» Task requirements
Lines holding the string "impl" are the ones to copy; find them all in the data.

» Material to process
────────────────

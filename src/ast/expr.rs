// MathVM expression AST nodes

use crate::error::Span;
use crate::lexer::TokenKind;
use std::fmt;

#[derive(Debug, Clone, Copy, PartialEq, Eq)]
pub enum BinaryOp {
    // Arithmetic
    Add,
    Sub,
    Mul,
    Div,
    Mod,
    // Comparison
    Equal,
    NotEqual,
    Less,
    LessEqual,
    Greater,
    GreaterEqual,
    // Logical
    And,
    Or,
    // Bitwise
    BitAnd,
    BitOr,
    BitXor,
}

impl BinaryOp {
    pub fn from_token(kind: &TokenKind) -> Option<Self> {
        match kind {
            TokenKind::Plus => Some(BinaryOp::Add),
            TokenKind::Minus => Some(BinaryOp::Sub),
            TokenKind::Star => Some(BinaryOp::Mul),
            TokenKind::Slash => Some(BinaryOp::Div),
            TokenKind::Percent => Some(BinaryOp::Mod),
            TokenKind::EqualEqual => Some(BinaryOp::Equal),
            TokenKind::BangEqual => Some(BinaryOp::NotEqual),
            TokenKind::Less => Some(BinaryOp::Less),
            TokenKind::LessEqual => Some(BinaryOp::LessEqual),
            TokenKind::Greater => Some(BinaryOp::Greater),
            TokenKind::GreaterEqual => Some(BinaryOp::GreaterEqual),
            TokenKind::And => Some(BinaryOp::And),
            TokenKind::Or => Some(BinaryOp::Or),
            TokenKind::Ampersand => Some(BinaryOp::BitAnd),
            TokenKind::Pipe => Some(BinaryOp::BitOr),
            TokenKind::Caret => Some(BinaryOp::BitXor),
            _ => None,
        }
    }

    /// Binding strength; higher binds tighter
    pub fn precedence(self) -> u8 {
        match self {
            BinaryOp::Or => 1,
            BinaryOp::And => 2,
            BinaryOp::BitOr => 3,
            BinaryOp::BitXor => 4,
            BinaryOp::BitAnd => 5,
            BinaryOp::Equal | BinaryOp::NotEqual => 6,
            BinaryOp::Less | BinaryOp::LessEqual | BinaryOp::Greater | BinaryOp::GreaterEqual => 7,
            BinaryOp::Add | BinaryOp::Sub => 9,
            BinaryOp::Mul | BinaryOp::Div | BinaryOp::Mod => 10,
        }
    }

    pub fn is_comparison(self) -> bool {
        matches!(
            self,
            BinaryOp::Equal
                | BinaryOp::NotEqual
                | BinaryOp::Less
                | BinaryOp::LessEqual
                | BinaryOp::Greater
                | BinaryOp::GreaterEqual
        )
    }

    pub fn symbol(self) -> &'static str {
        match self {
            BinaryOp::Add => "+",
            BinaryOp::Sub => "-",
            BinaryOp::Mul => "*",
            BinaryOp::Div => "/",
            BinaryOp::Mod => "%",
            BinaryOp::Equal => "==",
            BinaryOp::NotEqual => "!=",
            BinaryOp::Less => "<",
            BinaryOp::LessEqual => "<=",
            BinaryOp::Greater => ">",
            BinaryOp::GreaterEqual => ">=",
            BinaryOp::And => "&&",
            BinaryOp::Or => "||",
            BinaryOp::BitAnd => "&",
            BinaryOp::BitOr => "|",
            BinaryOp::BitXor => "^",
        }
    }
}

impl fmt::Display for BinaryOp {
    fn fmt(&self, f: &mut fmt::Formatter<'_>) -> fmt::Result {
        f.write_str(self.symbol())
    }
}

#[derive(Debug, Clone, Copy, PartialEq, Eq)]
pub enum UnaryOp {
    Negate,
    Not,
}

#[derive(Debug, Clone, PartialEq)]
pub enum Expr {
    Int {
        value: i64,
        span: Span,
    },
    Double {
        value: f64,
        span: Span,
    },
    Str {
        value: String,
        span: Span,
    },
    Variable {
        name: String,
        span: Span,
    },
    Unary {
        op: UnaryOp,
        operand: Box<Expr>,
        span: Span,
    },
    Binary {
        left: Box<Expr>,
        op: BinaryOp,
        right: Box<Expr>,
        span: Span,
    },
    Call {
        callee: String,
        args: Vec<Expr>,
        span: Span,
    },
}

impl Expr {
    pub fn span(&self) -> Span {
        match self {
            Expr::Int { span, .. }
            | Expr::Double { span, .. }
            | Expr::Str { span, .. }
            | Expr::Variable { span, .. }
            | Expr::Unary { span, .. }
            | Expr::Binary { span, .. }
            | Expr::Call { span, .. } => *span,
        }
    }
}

────────────────

» Result below
impl BinaryOp {
impl fmt::Display for BinaryOp {
impl Expr {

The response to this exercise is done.